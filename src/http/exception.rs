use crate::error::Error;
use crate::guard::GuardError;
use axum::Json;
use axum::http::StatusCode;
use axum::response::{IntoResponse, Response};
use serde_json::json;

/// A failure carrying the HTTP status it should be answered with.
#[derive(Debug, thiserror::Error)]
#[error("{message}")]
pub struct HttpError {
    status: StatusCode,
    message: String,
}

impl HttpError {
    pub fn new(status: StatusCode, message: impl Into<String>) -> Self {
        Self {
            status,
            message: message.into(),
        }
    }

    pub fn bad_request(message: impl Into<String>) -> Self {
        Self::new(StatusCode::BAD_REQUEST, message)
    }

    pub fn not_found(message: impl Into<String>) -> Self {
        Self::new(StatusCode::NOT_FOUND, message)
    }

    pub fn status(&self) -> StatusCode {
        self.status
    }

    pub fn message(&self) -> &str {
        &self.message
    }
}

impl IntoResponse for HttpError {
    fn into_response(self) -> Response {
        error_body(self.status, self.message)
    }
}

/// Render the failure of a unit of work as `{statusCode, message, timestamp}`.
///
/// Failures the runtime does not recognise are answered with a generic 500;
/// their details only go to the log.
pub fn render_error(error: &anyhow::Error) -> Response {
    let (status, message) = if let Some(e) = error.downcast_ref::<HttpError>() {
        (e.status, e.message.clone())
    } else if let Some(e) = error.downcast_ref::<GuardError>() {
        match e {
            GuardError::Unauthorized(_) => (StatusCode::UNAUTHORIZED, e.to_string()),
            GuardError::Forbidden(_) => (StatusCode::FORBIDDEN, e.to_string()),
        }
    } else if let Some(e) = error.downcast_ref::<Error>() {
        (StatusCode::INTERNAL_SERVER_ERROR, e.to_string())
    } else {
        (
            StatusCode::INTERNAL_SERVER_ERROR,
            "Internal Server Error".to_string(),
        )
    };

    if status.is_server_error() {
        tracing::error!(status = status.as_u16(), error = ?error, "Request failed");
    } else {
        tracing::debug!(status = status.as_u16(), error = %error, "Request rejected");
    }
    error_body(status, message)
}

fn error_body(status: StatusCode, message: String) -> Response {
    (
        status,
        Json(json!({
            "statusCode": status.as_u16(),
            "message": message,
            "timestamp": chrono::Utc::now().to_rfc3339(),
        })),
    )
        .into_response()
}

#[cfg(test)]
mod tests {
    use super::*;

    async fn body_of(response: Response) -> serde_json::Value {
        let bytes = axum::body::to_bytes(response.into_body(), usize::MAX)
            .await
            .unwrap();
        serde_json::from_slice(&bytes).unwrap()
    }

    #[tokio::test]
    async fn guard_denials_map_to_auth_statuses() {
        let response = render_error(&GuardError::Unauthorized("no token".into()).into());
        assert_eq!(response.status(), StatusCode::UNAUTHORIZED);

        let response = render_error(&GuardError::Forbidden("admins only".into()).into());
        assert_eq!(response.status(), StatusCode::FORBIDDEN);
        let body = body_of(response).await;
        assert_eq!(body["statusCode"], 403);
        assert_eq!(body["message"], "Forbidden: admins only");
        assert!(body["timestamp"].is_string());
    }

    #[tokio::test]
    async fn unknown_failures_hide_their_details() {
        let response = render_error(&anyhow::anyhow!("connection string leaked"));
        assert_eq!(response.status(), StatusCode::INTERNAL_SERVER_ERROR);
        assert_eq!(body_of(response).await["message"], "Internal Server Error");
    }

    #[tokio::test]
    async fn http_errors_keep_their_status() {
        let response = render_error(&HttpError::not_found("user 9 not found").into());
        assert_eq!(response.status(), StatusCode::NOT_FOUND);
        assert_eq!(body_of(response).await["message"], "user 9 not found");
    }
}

━━━━━━━━━━

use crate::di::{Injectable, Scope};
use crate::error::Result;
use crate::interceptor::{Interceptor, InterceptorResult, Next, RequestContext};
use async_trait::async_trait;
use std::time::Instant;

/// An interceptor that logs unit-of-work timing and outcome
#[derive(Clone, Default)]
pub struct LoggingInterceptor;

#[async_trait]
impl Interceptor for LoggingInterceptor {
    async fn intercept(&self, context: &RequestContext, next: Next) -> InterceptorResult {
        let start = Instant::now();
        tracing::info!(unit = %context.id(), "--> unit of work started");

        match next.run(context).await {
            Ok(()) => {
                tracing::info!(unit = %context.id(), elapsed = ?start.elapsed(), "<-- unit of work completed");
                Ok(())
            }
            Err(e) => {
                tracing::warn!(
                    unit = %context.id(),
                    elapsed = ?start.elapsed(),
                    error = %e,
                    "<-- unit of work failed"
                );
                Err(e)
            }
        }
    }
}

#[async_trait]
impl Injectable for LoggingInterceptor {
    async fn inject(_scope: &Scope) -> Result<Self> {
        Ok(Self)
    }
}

━━━━━━━━━━

- _TASK STATEMENT_
Each line of the data that has the string "Instant" should be returned.

- _EXERCISE SOLUTION_
use std::time::Instant;
        let start = Instant::now();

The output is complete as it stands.